WHAT IS BEING ASKED: The answer must be an exact reproduction of the lines from the start of the records below through the line containing "use crate::graph::Vertex;", and nothing more.

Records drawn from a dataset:

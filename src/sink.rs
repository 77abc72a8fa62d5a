// Licensed under the Apache License, Version 2.0 (the "License");
// you may not use this file except in compliance with the License.
// You may obtain a copy of the License at
//
//     http://www.apache.org/licenses/LICENSE-2.0
//
// Unless required by applicable law or agreed to in writing, software
// distributed under the License is distributed on an "AS IS" BASIS,
// WITHOUT WARRANTIES OR CONDITIONS OF ANY KIND, either express or implied.
// See the License for the specific language governing permissions and
// limitations under the License.

//! Consumers for the clique stream.
//!
//! A sink receives each maximal clique as a borrowed slice the moment it is
//! found and answers with [`ControlFlow`]: `Break` stops the search after
//! that clique and nothing further is emitted.

use std::ops::ControlFlow;

use serde::{Deserialize, Serialize};

use crate::graph::Vertex;

/// A maximal clique, in the order its vertices were committed.
pub type Clique = Vec<Vertex>;

/// Receives cliques as they are found.
pub trait CliqueSink {
    fn push(&mut self, clique: &[Vertex]) -> ControlFlow<()>;
}

impl CliqueSink for Vec<Clique> {
    fn push(&mut self, clique: &[Vertex]) -> ControlFlow<()> {
        Vec::push(self, clique.to_vec());
        ControlFlow::Continue(())
    }
}

impl<S: CliqueSink + ?Sized> CliqueSink for &mut S {
    fn push(&mut self, clique: &[Vertex]) -> ControlFlow<()> {
        (**self).push(clique)
    }
}

/// Counts cliques without storing them.
#[derive(Clone, Copy, Debug, Default, PartialEq, Eq, Serialize, Deserialize)]
pub struct CliqueCounter {
    pub count: usize,
    pub largest: usize,
}

impl CliqueSink for CliqueCounter {
    fn push(&mut self, clique: &[Vertex]) -> ControlFlow<()> {
        self.count += 1;
        self.largest = self.largest.max(clique.len());
        ControlFlow::Continue(())
    }
}

/// Adapts a closure into a sink.
pub struct FnSink<F>(pub F);

impl<F> CliqueSink for FnSink<F>
where
    F: FnMut(&[Vertex]) -> ControlFlow<()>,
{
    fn push(&mut self, clique: &[Vertex]) -> ControlFlow<()> {
        (self.0)(clique)
    }
}

/// Outcome of driving a search into a sink.
#[derive(Clone, Copy, Debug, Default, PartialEq, Eq, Serialize, Deserialize)]
pub struct RunSummary {
    /// Cliques handed to the sink, including the one that requested a stop.
    pub emitted: usize,
    /// Whether the sink stopped the search early.
    pub aborted: bool,
}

ANSWER AREA:
filename src/sink.rs
repository 77abc72a8fa62d5a
// Licensed under the Apache License, Version 2.0 (the "License");
// you may not use this file except in compliance with the License.
// You may obtain a copy of the License at
//
//     http://www.apache.org/licenses/LICENSE-2.0
//
// Unless required by applicable law or agreed to in writing, software
// distributed under the License is distributed on an "AS IS" BASIS,
// WITHOUT WARRANTIES OR CONDITIONS OF ANY KIND, either express or implied.
// See the License for the specific language governing permissions and
// limitations under the License.

//! Consumers for the clique stream.
//!
//! A sink receives each maximal clique as a borrowed slice the moment it is
//! found and answers with [`ControlFlow`]: `Break` stops the search after
//! that clique and nothing further is emitted.

use std::ops::ControlFlow;

use serde::{Deserialize, Serialize};

use crate::graph::Vertex;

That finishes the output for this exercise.